### Aim of the task
Line by line, copy the material that follows without leaving anything out.

### Records provided
────────

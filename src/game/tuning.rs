//! Gameplay constants.
//!
//! [`FightTuning`] starts from built-in defaults. If `tuning.fight.toml` is
//! present in the assets folder it overrides them, and is re-applied every
//! time the file changes on disk.

use std::time::Duration;

use bevy::{
    asset::{AssetLoader, LoadContext, io::Reader},
    prelude::*,
};
use serde::Deserialize;
use thiserror::Error;

const TUNING_PATH: &str = "tuning.fight.toml";

pub(super) fn plugin(app: &mut App) {
    app.init_asset::<TuningAsset>();
    app.register_asset_loader(TuningLoader);
    app.init_resource::<FightTuning>();
    app.add_systems(Startup, load_tuning);
    app.add_systems(PreUpdate, apply_loaded_tuning);
}

/// Every number the fight feel depends on. Durations are in milliseconds.
#[derive(Resource, Reflect, Deserialize, Debug, Clone, PartialEq)]
#[reflect(Resource)]
#[serde(default, deny_unknown_fields)]
pub struct FightTuning {
    /// Downward acceleration in units per second squared.
    pub gravity: f32,
    /// Fraction of vertical speed kept when bouncing off the ground.
    pub bounce: f32,
    pub walk_speed: f32,
    pub jump_speed: f32,
    pub fighter_size: f32,
    pub ground_height: f32,

    pub dash_cooldown_ms: u64,
    pub dash_distance: f32,
    pub dash_duration_ms: u64,
    /// How far the fighter slides back after the dash overshoots.
    pub dash_recoil_distance: f32,
    pub dash_recoil_duration_ms: u64,

    /// Distance from the fighter's centre to the centre of the punch box.
    pub punch_range: f32,
    pub punch_size: f32,
    pub knockback_distance: f32,
    pub knockback_duration_ms: u64,
    pub hop_height: f32,
    pub hop_duration_ms: u64,

    pub shake_duration_ms: u64,
    /// Shake amplitude as a fraction of the viewport size.
    pub shake_intensity: f32,
}

impl Default for FightTuning {
    fn default() -> Self {
        Self {
            gravity: 300.0,
            bounce: 0.2,
            walk_speed: 160.0,
            jump_speed: 330.0,
            fighter_size: 64.0,
            ground_height: 100.0,

            dash_cooldown_ms: 2000,
            dash_distance: 200.0,
            dash_duration_ms: 300,
            dash_recoil_distance: 20.0,
            dash_recoil_duration_ms: 200,

            punch_range: 50.0,
            punch_size: 20.0,
            knockback_distance: 100.0,
            knockback_duration_ms: 500,
            hop_height: 10.0,
            hop_duration_ms: 100,

            shake_duration_ms: 100,
            shake_intensity: 0.01,
        }
    }
}

impl FightTuning {
    pub fn dash_cooldown(&self) -> Duration {
        Duration::from_millis(self.dash_cooldown_ms)
    }

    pub fn dash_duration(&self) -> Duration {
        Duration::from_millis(self.dash_duration_ms)
    }

    pub fn dash_recoil_duration(&self) -> Duration {
        Duration::from_millis(self.dash_recoil_duration_ms)
    }

    pub fn knockback_duration(&self) -> Duration {
        Duration::from_millis(self.knockback_duration_ms)
    }

    pub fn hop_duration(&self) -> Duration {
        Duration::from_millis(self.hop_duration_ms)
    }

    pub fn shake_duration(&self) -> Duration {
        Duration::from_millis(self.shake_duration_ms)
    }

    pub fn parse(source: &str) -> Result<Self, toml::de::Error> {
        toml::from_str(source)
    }
}

#[derive(Asset, TypePath, Debug)]
pub struct TuningAsset(pub FightTuning);

/// Keeps the tuning file loaded so hot reloads keep arriving.
#[derive(Resource)]
struct TuningHandle(Handle<TuningAsset>);

#[derive(Debug, Error)]
pub enum TuningLoaderError {
    #[error("Could not read tuning file: {0}")]
    Io(#[from] std::io::Error),
    #[error("Tuning file is not UTF-8: {0}")]
    Utf8(#[from] std::str::Utf8Error),
    #[error("Could not parse tuning file: {0}")]
    Toml(#[from] toml::de::Error),
}

#[derive(Default)]
pub struct TuningLoader;

impl AssetLoader for TuningLoader {
    type Asset = TuningAsset;
    type Settings = ();
    type Error = TuningLoaderError;

    async fn load(
        &self,
        reader: &mut dyn Reader,
        _settings: &Self::Settings,
        _load_context: &mut LoadContext<'_>,
    ) -> Result<Self::Asset, Self::Error> {
        let mut bytes = Vec::new();
        reader.read_to_end(&mut bytes).await?;
        let tuning = FightTuning::parse(std::str::from_utf8(&bytes)?)?;
        Ok(TuningAsset(tuning))
    }

    fn extensions(&self) -> &[&str] {
        &["fight.toml"]
    }
}

fn load_tuning(mut commands: Commands, assets: Res<AssetServer>) {
    commands.insert_resource(TuningHandle(assets.load(TUNING_PATH)));
}

fn apply_loaded_tuning(
    mut events: MessageReader<AssetEvent<TuningAsset>>,
    handle: Option<Res<TuningHandle>>,
    loaded: Res<Assets<TuningAsset>>,
    mut tuning: ResMut<FightTuning>,
) {
    let Some(handle) = handle else {
        return;
    };
    for event in events.read() {
        let (AssetEvent::LoadedWithDependencies { id } | AssetEvent::Modified { id }) = event
        else {
            continue;
        };
        if *id != handle.0.id() {
            continue;
        }
        if let Some(asset) = loaded.get(*id) {
            *tuning = asset.0.clone();
            info!("Applied fight tuning from {TUNING_PATH}");
        }
    }
}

────────

### Final answer
filename src/game/tuning.rs
//! Gameplay constants.
//!
//! [`FightTuning`] starts from built-in defaults. If `tuning.fight.toml` is
//! present in the assets folder it overrides them, and is re-applied every
//! time the file changes on disk.

use std::time::Duration;

use bevy::{
    asset::{AssetLoader, LoadContext, io::Reader},
    prelude::*,
};
use serde::Deserialize;
use thiserror::Error;

const TUNING_PATH: &str = "tuning.fight.toml";

pub(super) fn plugin(app: &mut App) {
    app.init_asset::<TuningAsset>();
    app.register_asset_loader(TuningLoader);
    app.init_resource::<FightTuning>();
    app.add_systems(Startup, load_tuning);
    app.add_systems(PreUpdate, apply_loaded_tuning);
}

/// Every number the fight feel depends on. Durations are in milliseconds.
#[derive(Resource, Reflect, Deserialize, Debug, Clone, PartialEq)]
#[reflect(Resource)]
#[serde(default, deny_unknown_fields)]
pub struct FightTuning {
    /// Downward acceleration in units per second squared.
    pub gravity: f32,
    /// Fraction of vertical speed kept when bouncing off the ground.
    pub bounce: f32,
    pub walk_speed: f32,
    pub jump_speed: f32,
    pub fighter_size: f32,
    pub ground_height: f32,

    pub dash_cooldown_ms: u64,
    pub dash_distance: f32,
    pub dash_duration_ms: u64,
    /// How far the fighter slides back after the dash overshoots.
    pub dash_recoil_distance: f32,
    pub dash_recoil_duration_ms: u64,

    /// Distance from the fighter's centre to the centre of the punch box.
    pub punch_range: f32,
    pub punch_size: f32,
    pub knockback_distance: f32,
    pub knockback_duration_ms: u64,
    pub hop_height: f32,
    pub hop_duration_ms: u64,

    pub shake_duration_ms: u64,
    /// Shake amplitude as a fraction of the viewport size.
    pub shake_intensity: f32,
}

impl Default for FightTuning {
    fn default() -> Self {
        Self {
            gravity: 300.0,
            bounce: 0.2,
            walk_speed: 160.0,
            jump_speed: 330.0,
            fighter_size: 64.0,
            ground_height: 100.0,

            dash_cooldown_ms: 2000,
            dash_distance: 200.0,
            dash_duration_ms: 300,
            dash_recoil_distance: 20.0,
            dash_recoil_duration_ms: 200,

            punch_range: 50.0,
            punch_size: 20.0,
            knockback_distance: 100.0,
            knockback_duration_ms: 500,
            hop_height: 10.0,
            hop_duration_ms: 100,

            shake_duration_ms: 100,
            shake_intensity: 0.01,
        }
    }
}

impl FightTuning {
    pub fn dash_cooldown(&self) -> Duration {
        Duration::from_millis(self.dash_cooldown_ms)
    }

    pub fn dash_duration(&self) -> Duration {
        Duration::from_millis(self.dash_duration_ms)
    }

    pub fn dash_recoil_duration(&self) -> Duration {
        Duration::from_millis(self.dash_recoil_duration_ms)
    }

    pub fn knockback_duration(&self) -> Duration {
        Duration::from_millis(self.knockback_duration_ms)
    }

    pub fn hop_duration(&self) -> Duration {
        Duration::from_millis(self.hop_duration_ms)
    }

    pub fn shake_duration(&self) -> Duration {
        Duration::from_millis(self.shake_duration_ms)
    }

    pub fn parse(source: &str) -> Result<Self, toml::de::Error> {
        toml::from_str(source)
    }
}

#[derive(Asset, TypePath, Debug)]
pub struct TuningAsset(pub FightTuning);

/// Keeps the tuning file loaded so hot reloads keep arriving.
#[derive(Resource)]
struct TuningHandle(Handle<TuningAsset>);

#[derive(Debug, Error)]
pub enum TuningLoaderError {
    #[error("Could not read tuning file: {0}")]
    Io(#[from] std::io::Error),
    #[error("Tuning file is not UTF-8: {0}")]
    Utf8(#[from] std::str::Utf8Error),
    #[error("Could not parse tuning file: {0}")]
    Toml(#[from] toml::de::Error),
}

#[derive(Default)]
pub struct TuningLoader;

impl AssetLoader for TuningLoader {
    type Asset = TuningAsset;
    type Settings = ();
    type Error = TuningLoaderError;

    async fn load(
        &self,
        reader: &mut dyn Reader,
        _settings: &Self::Settings,
        _load_context: &mut LoadContext<'_>,
    ) -> Result<Self::Asset, Self::Error> {
        let mut bytes = Vec::new();
        reader.read_to_end(&mut bytes).await?;
        let tuning = FightTuning::parse(std::str::from_utf8(&bytes)?)?;
        Ok(TuningAsset(tuning))
    }

    fn extensions(&self) -> &[&str] {
        &["fight.toml"]
    }
}

fn load_tuning(mut commands: Commands, assets: Res<AssetServer>) {
    commands.insert_resource(TuningHandle(assets.load(TUNING_PATH)));
}

fn apply_loaded_tuning(
    mut events: MessageReader<AssetEvent<TuningAsset>>,
    handle: Option<Res<TuningHandle>>,
    loaded: Res<Assets<TuningAsset>>,
    mut tuning: ResMut<FightTuning>,
) {
    let Some(handle) = handle else {
        return;
    };
    for event in events.read() {
        let (AssetEvent::LoadedWithDependencies { id } | AssetEvent::Modified { id }) = event
        else {
            continue;
        };
        if *id != handle.0.id() {
            continue;
        }
        if let Some(asset) = loaded.get(*id) {
            *tuning = asset.0.clone();
            info!("Applied fight tuning from {TUNING_PATH}");
        }
    }
}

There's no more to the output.